I'm trying to train a neural network with keras and tesorflow. As usual, I replace -np.inf and np.inf values with np.nan to later run a dropna sequence and clear all that wrong data such as:
Data.replace([np.inf, -np.inf], np.nan, inplace=True)
Data.dropna(inplace=True)
However, after that I couldn't cast the data as float32 as I got the error [when trying to normalize the values]: ValueError: Input contains infinity or a value too large for dtype('float32')
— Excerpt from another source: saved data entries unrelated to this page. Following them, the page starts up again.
use glam::Vec2;

use tanknet::physics::{ProjectileHit, move_tank, projectile_hit, rotate_tank, yaw_direction};
use tanknet::{Entity, EntityKind, GameEvent, GameplayConfig, PlayerInput, World};

/// Moves and turns a tank for one tick of input. Dead or missing tanks are
/// left alone.
pub fn apply_input(world: &mut World, tank_id: u32, input: &PlayerInput, config: &GameplayConfig, dt: f32) {
    move_tank(
        world,
        tank_id,
        Vec2::new(input.move_x, input.move_y),
        config.tank_speed,
        dt,
    );

    if let Some(tank) = world.get_mut(tank_id).filter(|e| e.is_alive()) {
        rotate_tank(tank, Vec2::new(input.aim_x, input.aim_y));
    }
}

/// Spawns a projectile just ahead of the tank along its heading.
pub fn fire_projectile(world: &mut World, tank_id: u32, config: &GameplayConfig) -> Option<GameEvent> {
    let tank = world
        .get(tank_id)
        .filter(|e| e.kind == EntityKind::Tank && e.is_alive())?;

    let direction = yaw_direction(tank.rotation);
    let position = tank.position + direction * config.projectile_spawn_offset;
    let velocity = direction * config.projectile_speed;

    let projectile = world.spawn_projectile(tank_id, position, velocity, config.projectile_lifetime);
    Some(GameEvent::ProjectileFired {
        projectile_id: projectile.id(),
        owner_id: tank_id,
        position,
        velocity,
    })
}

/// Ages and moves projectiles, despawning the ones whose lifetime ran out.
pub fn expire_projectiles(world: &mut World, dt: f32) -> Vec<GameEvent> {
    world
        .update_physics(dt)
        .into_iter()
        .filter_map(|entity_id| {
            world
                .despawn(entity_id)
                .map(|_| GameEvent::Despawn { entity_id })
        })
        .collect()
}

/// Returns `true` when the hit killed the tank.
pub fn apply_damage(tank: &mut Entity, damage: u8) -> bool {
    if tank.health <= damage {
        tank.health = 0;
        true
    } else {
        tank.health -= damage;
        false
    }
}

/// Tests every projectile in id order. A hit removes the projectile and
/// damages the tank it struck; despawns are reported after all damage.
pub fn resolve_projectile_hits(world: &mut World, damage: u8) -> Vec<GameEvent> {
    let projectile_ids: Vec<u32> = world.of_kind(EntityKind::Projectile).map(|e| e.id).collect();
    let mut events = Vec::new();
    let mut removed = Vec::new();

    for projectile_id in projectile_ids {
        let Some(projectile) = world.get(projectile_id).cloned() else {
            continue;
        };
        let Some(hit) = projectile_hit(world, &projectile) else {
            continue;
        };

        if let ProjectileHit::Tank(target_id) = hit {
            if let Some(target) = world.get_mut(target_id) {
                let died = apply_damage(target, damage);
                events.push(GameEvent::Damage {
                    target_id,
                    source_id: projectile.owner_id,
                    damage,
                    new_health: target.health,
                });
                if died {
                    events.push(GameEvent::Death {
                        player_id: target_id,
                        killer_id: projectile.owner_id,
                    });
                }
            }
        }

        world.despawn(projectile_id);
        removed.push(projectile_id);
    }

    events.extend(removed.into_iter().map(|entity_id| GameEvent::Despawn { entity_id }));
    events
}
pub mod config;
mod state;

pub use config::GameplayConfig;
pub use state::PlayerState;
. I tried to cast it to float64, which allowed me to. But then the training processes get weird errors all the time. So I ran the next snippet:
a = np.array([np.finfo(np.float64).max])
print(x > a.any())
and surprisingly I got these result:
[[ True True True ... False False False]
[ True True True ... False False False]
[ True True True ... False False False]
...
[ True True True ... False False False]
[ True True True ... False False False]
[ True True True ... False False False]]
[[False False False ... True True True]
[False False False ... True True True]
[False False False ... True True True]
...
[False False False ... True True True]
[False False False ... True True True]
[False False False ... True True True]]
meaning, there are (True) values bigger than the maximum float64. Isn't it an infinite value? why aren't they replaced with the above code? Is there any way to replace them?
Edit:
I see that the problem is not when casting it as float64 or float32 but when I try to normalize the results with any normalization function (standard, minmax, etc.)
Instead of specifically looking for infinities, just throw out data which is out of bounds, something like this:
bad = Data < -1e20 | Data > 1e20 # use whatever your valid range is
Data.drop(bad.any('columns'), inplace=True)